- _AIM OF THE EXERCISE_: Work through the listing below and state how many of its lines hold the word "what". Give no other output.
###
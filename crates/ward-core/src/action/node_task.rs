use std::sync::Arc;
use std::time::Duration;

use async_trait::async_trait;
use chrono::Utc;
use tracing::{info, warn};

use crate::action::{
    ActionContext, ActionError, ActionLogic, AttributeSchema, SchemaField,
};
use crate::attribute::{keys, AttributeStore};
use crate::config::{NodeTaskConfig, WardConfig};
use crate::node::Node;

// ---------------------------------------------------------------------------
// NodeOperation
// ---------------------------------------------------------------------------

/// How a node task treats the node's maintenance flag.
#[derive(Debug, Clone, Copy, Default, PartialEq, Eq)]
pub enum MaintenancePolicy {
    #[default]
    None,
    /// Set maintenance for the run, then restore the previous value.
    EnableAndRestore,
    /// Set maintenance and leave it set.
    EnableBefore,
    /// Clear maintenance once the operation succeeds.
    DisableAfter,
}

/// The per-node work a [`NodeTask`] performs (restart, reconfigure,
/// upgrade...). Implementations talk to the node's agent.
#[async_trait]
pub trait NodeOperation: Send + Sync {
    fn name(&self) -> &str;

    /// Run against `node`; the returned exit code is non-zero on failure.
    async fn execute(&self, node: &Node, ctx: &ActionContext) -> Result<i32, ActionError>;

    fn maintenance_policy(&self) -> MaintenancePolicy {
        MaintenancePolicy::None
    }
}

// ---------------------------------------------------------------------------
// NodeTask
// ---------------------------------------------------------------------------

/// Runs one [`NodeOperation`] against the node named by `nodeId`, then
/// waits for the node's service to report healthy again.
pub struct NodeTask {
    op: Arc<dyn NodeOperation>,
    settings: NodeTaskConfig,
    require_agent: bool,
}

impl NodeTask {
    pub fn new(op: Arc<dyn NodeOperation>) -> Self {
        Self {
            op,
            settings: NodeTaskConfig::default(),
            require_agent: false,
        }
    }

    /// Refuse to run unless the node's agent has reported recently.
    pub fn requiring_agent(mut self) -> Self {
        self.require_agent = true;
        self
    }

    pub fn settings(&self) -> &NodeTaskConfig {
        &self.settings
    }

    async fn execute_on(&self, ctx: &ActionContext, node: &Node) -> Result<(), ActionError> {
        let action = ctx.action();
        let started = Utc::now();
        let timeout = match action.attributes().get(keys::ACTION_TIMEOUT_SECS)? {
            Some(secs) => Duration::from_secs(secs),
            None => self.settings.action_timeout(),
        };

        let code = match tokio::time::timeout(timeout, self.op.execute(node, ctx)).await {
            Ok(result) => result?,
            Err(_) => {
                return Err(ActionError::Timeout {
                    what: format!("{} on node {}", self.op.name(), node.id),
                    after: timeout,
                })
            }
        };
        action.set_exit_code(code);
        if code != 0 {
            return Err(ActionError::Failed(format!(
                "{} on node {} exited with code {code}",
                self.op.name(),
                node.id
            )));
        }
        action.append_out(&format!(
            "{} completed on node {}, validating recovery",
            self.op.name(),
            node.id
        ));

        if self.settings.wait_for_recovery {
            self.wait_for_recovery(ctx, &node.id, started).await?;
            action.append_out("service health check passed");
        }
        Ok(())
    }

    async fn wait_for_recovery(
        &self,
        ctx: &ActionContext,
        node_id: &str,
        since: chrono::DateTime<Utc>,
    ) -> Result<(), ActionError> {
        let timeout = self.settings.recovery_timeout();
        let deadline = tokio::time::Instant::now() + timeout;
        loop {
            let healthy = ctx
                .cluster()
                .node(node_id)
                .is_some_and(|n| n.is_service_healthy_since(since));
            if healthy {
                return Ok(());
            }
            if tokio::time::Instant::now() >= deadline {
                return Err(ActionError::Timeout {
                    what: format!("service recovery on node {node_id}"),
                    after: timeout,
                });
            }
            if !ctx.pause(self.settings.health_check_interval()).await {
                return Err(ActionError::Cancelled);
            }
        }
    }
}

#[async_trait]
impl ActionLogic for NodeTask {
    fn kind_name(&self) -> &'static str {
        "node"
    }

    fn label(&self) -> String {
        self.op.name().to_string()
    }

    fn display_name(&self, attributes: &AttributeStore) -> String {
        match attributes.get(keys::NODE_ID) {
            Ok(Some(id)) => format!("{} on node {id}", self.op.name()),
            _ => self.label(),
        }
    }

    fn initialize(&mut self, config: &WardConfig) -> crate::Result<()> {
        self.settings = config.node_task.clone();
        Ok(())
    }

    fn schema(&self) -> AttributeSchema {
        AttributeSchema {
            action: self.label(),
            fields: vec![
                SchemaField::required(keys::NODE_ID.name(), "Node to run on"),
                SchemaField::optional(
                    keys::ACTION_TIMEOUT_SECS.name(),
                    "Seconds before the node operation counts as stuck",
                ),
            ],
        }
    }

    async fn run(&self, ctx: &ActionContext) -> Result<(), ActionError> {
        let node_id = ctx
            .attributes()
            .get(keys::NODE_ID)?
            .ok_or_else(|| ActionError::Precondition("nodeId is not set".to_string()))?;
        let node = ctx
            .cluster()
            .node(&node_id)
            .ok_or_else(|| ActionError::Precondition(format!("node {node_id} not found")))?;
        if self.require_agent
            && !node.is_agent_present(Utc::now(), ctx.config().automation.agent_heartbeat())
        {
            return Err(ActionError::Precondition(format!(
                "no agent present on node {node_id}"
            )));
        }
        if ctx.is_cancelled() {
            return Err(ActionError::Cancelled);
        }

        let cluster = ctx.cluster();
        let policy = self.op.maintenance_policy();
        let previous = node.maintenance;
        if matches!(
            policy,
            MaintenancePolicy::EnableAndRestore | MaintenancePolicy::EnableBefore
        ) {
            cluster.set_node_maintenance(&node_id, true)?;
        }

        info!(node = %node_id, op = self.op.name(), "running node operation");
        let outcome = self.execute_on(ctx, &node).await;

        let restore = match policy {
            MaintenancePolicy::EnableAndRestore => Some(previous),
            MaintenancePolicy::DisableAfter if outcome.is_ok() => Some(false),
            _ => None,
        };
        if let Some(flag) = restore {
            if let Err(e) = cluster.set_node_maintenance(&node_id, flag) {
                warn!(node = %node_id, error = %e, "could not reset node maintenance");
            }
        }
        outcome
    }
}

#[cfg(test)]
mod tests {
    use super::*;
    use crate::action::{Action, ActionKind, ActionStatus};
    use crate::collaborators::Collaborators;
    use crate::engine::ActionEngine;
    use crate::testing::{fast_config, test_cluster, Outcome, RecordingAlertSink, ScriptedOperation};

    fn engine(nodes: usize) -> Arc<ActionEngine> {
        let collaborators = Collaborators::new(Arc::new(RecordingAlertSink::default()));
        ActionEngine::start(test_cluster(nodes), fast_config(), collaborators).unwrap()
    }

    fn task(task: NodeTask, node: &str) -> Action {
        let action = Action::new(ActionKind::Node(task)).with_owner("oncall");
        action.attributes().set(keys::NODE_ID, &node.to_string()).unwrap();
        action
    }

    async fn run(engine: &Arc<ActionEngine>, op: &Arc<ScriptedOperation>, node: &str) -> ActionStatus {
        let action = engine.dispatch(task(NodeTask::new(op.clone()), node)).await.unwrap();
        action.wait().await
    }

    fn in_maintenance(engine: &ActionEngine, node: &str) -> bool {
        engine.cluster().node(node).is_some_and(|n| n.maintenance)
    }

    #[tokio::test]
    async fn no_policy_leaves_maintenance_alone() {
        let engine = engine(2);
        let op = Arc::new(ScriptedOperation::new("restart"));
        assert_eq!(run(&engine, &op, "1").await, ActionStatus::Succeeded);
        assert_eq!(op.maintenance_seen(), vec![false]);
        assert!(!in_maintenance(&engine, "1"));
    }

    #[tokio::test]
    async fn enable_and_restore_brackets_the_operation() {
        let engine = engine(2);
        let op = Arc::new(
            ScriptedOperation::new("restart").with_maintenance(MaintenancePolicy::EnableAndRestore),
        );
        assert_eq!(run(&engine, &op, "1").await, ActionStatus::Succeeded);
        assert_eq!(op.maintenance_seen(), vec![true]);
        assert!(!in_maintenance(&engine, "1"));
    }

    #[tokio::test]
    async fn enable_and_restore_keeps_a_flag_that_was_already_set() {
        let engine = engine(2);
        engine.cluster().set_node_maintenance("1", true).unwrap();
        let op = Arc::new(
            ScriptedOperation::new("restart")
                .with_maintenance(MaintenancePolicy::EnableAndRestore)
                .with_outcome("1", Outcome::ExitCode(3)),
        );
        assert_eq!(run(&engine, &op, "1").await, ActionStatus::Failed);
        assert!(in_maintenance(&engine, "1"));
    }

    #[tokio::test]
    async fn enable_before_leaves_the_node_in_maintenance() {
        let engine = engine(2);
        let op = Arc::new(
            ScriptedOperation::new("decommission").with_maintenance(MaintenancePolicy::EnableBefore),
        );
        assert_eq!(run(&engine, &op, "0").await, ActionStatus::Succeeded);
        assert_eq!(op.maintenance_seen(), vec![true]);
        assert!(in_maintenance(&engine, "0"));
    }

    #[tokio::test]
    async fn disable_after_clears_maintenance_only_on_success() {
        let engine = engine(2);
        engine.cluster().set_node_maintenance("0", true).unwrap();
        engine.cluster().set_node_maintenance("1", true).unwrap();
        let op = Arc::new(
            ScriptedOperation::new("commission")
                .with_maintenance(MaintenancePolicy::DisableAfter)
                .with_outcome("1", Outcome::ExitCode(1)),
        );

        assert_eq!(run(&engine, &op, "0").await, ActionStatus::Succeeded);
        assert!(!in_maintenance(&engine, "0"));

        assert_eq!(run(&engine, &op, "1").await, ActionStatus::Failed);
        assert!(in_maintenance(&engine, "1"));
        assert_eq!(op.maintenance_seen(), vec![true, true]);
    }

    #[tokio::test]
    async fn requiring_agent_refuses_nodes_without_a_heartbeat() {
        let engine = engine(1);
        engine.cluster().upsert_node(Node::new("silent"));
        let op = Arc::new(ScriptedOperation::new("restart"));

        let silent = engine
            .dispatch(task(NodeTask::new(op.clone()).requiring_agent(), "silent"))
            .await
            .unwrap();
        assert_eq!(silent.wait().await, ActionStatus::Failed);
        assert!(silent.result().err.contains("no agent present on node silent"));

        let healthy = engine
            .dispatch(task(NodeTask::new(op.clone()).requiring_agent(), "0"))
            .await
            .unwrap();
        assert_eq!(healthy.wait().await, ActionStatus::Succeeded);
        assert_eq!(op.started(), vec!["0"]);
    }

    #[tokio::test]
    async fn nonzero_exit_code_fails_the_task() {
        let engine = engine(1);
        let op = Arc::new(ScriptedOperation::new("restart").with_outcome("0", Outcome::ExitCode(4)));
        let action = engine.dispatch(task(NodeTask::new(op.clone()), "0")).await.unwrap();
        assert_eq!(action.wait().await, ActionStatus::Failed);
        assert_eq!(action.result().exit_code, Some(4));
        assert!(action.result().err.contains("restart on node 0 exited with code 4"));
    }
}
###
- _EXERCISE RESULT_: 2